Une réserve d’or bleu cachée sous terre à Montréal
Sur la piste d’athlétisme du parc Étienne-Desmarteau, quelques joggeurs trottinent gentiment. Plusieurs d’entre eux ne le savent probablement pas, mais sous leurs foulées se cache le plus grand réservoir d’eau potable de la ville de Montréal, et même du Québec.
Hors service depuis des décennies, le réservoir Rosemont — capable de contenir 220 000 mètres cubes d’eau — a subi une cure de jouvence ces dernières années. La station de pompage adjacente, flambant neuve, fait maintenant couler le précieux liquide dans les veines de l’est de la ville.
Ce texte est publié via notre Pôle environnement.
« C’est surtout pour augmenter la résilience du réseau. Si une station de pompage lâche, Rosemont peut prendre le relais », explique Denis Cochrane, le chef d’orchestre de ce mégaprojet entrepris en 2014 et achevé à l’automne 2021.
Au gré de ses valves, la station peut ainsi alimenter différents secteurs en fonction des besoins. Son eau est puisée dans le fleuve Saint-Laurent à LaSalle. Le liquide, d’abord traité dans l’usine de production d’eau potable d’Atwater, est ensuite pompé vers le réservoir.
La réfection du réservoir Rosemont a d’ailleurs nécessité la construction d’une nouvelle conduite d’approvisionnement 40 mètres sous terre. Le trou de deux mètres de diamètre, creusé par un tunnelier, passe incognito sous la ville. Le tiers du coût des travaux, s’élevant en tout à 190 millions, a été engagé pour construire ce tuyau de quatre kilomètres.

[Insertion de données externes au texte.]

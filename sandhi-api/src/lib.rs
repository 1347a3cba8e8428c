//! Public API for the sandhi rule engine
//!
//! This crate wraps [`sandhi_core`] behind a small, stable surface: a
//! configurable [`Processor`], serialisable DTOs and a handful of one-shot
//! functions that run against the embedded grammar.

#![warn(missing_docs)]

pub mod config;
pub mod dto;
pub mod error;

use dto::{Metadata, WordAnalysis};
use regex::Regex;
use sandhi_core::{
    Compound, CompoundKind, Declension, Decomposition, Gender, Grammar, Lakara, MergeResult, Pada,
    Paradigm, SplitCandidate, VerbAnalysis,
};
use std::sync::{Arc, OnceLock};
use std::time::Instant;

// Re-export key types
pub use config::{Config, ConfigBuilder};
pub use dto::{Input, TextAnalysis};
pub use error::{ApiError, Result};

static WORD_PATTERN: OnceLock<Regex> = OnceLock::new();

/// Runs of Devanagari letters and signs; dandas and digits separate words
fn word_pattern() -> &'static Regex {
    WORD_PATTERN.get_or_init(|| {
        Regex::new(r"[\x{0900}-\x{0963}\x{0971}-\x{097F}]+")
            .expect("Failed to compile word pattern")
    })
}

/// Main entry point for sandhi processing
///
/// Cheap to clone; clones share the loaded grammar.
#[derive(Debug, Clone)]
pub struct Processor {
    grammar: Arc<Grammar>,
    config: Config,
}

impl Processor {
    /// Create a processor over the embedded grammar
    pub fn new() -> Result<Self> {
        Self::with_config(Config::default())
    }

    /// Create a processor with custom configuration
    pub fn with_config(config: Config) -> Result<Self> {
        let grammar = match &config.grammar_path {
            Some(path) => {
                tracing::debug!("loading grammar from {}", path.display());
                Arc::new(Grammar::from_file(path)?)
            }
            None => Grammar::shared(),
        };

        Ok(Self { grammar, config })
    }

    /// Get the current configuration
    pub fn config(&self) -> &Config {
        &self.config
    }

    /// The grammar this processor runs on
    pub fn grammar(&self) -> &Grammar {
        &self.grammar
    }

    /// Merge two words at their boundary
    pub fn join(&self, left: &str, right: &str) -> Result<MergeResult> {
        Ok(self.grammar.resolver().apply(left, right)?)
    }

    /// Ranked split candidates, capped at `max_split_candidates`
    pub fn split(&self, word: &str) -> Vec<SplitCandidate> {
        let mut candidates = self.grammar.segmenter().split(word);
        if let Some(limit) = self.config.max_split_candidates {
            candidates.truncate(limit);
        }
        candidates
    }

    /// Decompose a single word
    pub fn analyze(&self, word: &str) -> Decomposition {
        self.grammar.analyzer().analyze(word)
    }

    /// Form a compound; `kind` is parsed as a [`CompoundKind`]
    pub fn samasa(&self, first: &str, second: &str, kind: &str) -> Result<Compound> {
        let kind: CompoundKind = kind.parse()?;
        Ok(self.grammar.compound_builder().build(first, second, kind)?)
    }

    /// Full verb paradigm for a stem
    pub fn conjugate(&self, stem: &str, lakara: &str, pada: &str) -> Result<Paradigm> {
        let lakara: Lakara = lakara.parse()?;
        let pada: Pada = pada.parse()?;
        Ok(self.grammar.conjugator().conjugate(stem, lakara, pada)?)
    }

    /// Identify person, number and tense of a finite verb form
    pub fn detect_verb(&self, form: &str) -> Option<VerbAnalysis> {
        self.grammar.conjugator().detect(form)
    }

    /// Full noun paradigm for a stem
    pub fn decline(&self, stem: &str, gender: &str) -> Result<Declension> {
        let gender: Gender = gender.parse()?;
        Ok(self.grammar.decliner().decline(stem, gender)?)
    }

    /// Tokenise a text into Devanagari words and analyse each one
    pub fn analyze_text(&self, input: Input) -> Result<TextAnalysis> {
        let start = Instant::now();

        let text = input.read_text()?;
        let tokens: Vec<(usize, &str)> = word_pattern()
            .find_iter(&text)
            .map(|m| (m.start(), m.as_str()))
            .collect();

        let (words, parallel) = self.analyze_tokens(&tokens);
        let elapsed = start.elapsed();

        tracing::debug!(
            "analysed {} words in {}ms (parallel: {parallel})",
            words.len(),
            elapsed.as_millis()
        );

        Ok(TextAnalysis {
            metadata: Metadata {
                word_count: words.len(),
                total_bytes: text.len(),
                total_chars: text.chars().count(),
                processing_time_ms: elapsed.as_millis() as u64,
                parallel,
            },
            words,
        })
    }

    #[cfg(feature = "parallel")]
    fn analyze_tokens(&self, tokens: &[(usize, &str)]) -> (Vec<WordAnalysis>, bool) {
        use rayon::prelude::*;

        if !self.config.parallel {
            return (self.analyze_sequential(tokens), false);
        }

        let analyzer = self.grammar.analyzer();
        let words = tokens
            .par_iter()
            .map(|&(byte_offset, word)| WordAnalysis {
                word: word.to_string(),
                byte_offset,
                decomposition: analyzer.analyze(word),
            })
            .collect();
        (words, true)
    }

    #[cfg(not(feature = "parallel"))]
    fn analyze_tokens(&self, tokens: &[(usize, &str)]) -> (Vec<WordAnalysis>, bool) {
        (self.analyze_sequential(tokens), false)
    }

    fn analyze_sequential(&self, tokens: &[(usize, &str)]) -> Vec<WordAnalysis> {
        let analyzer = self.grammar.analyzer();
        tokens
            .iter()
            .map(|&(byte_offset, word)| WordAnalysis {
                word: word.to_string(),
                byte_offset,
                decomposition: analyzer.analyze(word),
            })
            .collect()
    }
}

impl Default for Processor {
    fn default() -> Self {
        Self::new().expect("default processor creation should not fail")
    }
}

// Convenience functions over the embedded grammar

/// Merge two words; falls back to plain concatenation on invalid input
pub fn apply_sandhi(w1: &str, w2: &str) -> String {
    match Grammar::embedded().resolver().apply(w1, w2) {
        Ok(result) => result.merged,
        Err(e) => {
            tracing::debug!("apply_sandhi fell back to concatenation: {e}");
            format!("{w1}{w2}")
        }
    }
}

/// Best split of a word, or the word itself with an empty right part
pub fn sandhi_viched(word: &str) -> (String, String) {
    Grammar::embedded()
        .segmenter()
        .split(word)
        .into_iter()
        .next()
        .map(|candidate| (candidate.left, candidate.right))
        .unwrap_or_else(|| (word.to_string(), String::new()))
}

/// Decompose a word into prefix, stem, root and suffix
pub fn analyze_word(word: &str) -> Decomposition {
    Grammar::embedded().analyzer().analyze(word)
}

/// Form a compound of the named kind
///
/// Returns `Ok(None)` when the kind does not apply to the pair; an unknown
/// kind is an error.
pub fn form_samasa(w1: &str, w2: &str, kind: &str) -> Result<Option<String>> {
    let kind: CompoundKind = kind.parse()?;
    let compound = Grammar::embedded().compound_builder().build(w1, w2, kind)?;
    Ok(compound.merged().map(str::to_string))
}

/// Analyse a text with default configuration
pub fn analyze_text(text: &str) -> Result<TextAnalysis> {
    Processor::new()?.analyze_text(Input::from_text(text))
}

/// Analyse a file with default configuration
pub fn analyze_file<P: AsRef<std::path::Path>>(path: P) -> Result<TextAnalysis> {
    Processor::new()?.analyze_text(Input::from_file(path.as_ref().to_path_buf()))
}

Au bout de la conduite, la pression est suffisante pour remplir le réservoir rosemontois, qui se trouve tout juste sous la piste de course. En fait, le réservoir est divisé en deux sections. Un étroit corridor à leur jonction permet de traverser le fond du bassin à pied. Des murs de béton de 60 centimètres empêchent les milliards de litres d’eau de s’y engouffrer.
La sécurité avant tout
Guidant l’équipe du Devoir, M. Cochrane avance le long de ce chemin. De petites rigoles récoltent les rares gouttes d’eau qui suintent des murs. À l’extrémité, une jauge indique le niveau actuel de l’eau dans le réservoir : 5500 millimètres.

Malgré le gigantisme du réservoir, moins de 48 heures de consommation normale suffiraient à le vider s’il n’était pas rempli en continu. Reste qu’en cas d’urgence, un tel bassin sécurise l’approvisionnement. La menace d’une pénurie d’eau potable avait notamment donné des sueurs froides aux responsables de l’eau à Montréal lors de la crise du verglas de 1998.
L’ensemble des installations a la sécurité comme leitmotiv. Fondations à l’épreuve des secousses sismiques, vitres pare-balles, approvisionnement électrique dédoublé, monstrueuses génératrices au diesel en cas de panne : rien n’est laissé au hasard.
À l’inverse des autres réservoirs de Montréal — situés sur les flancs du mont Royal —, celui de Rosemont n’est pas situé en hauteur. Son eau est donc distribuée au réseau non pas grâce à la gravité, mais par « surpression ». Le liquide peut filer jusqu’à 7 km/h dans les énormes tuyaux d’acier inoxydable de la salle principale.
Par ailleurs, la station de pompage fonctionne en grande partie automatiquement. Des dizaines de caméras permettent aux équipes du complexe Atwater de vérifier que les opérations vont bon train.

Avec le réservoir Rosemont, la métropole dispose d’installations qui répondront à ses besoins pendant des décennies, fait valoir Alain Larrivée, directeur de l’eau potable à la Ville de Montréal. D’autant plus qu’avec le colmatage incessant du réseau d’aqueduc, le volume d’eau potable nécessaire pour alimenter Montréal diminue d’année en année. De 2001 à 2020, la production des usines a diminué de 26 %.
Les Montréalais peuvent s’estimer chanceux d’avoir un tel approvisionnement en eau potable, mais ils doivent être bien conscients que la qualité de cette ressource dépend aussi des activités agricoles et industrielles en amont sur le fleuve. « Il ne faut pas tenir l’eau pour acquise », conclut M. Larrivée.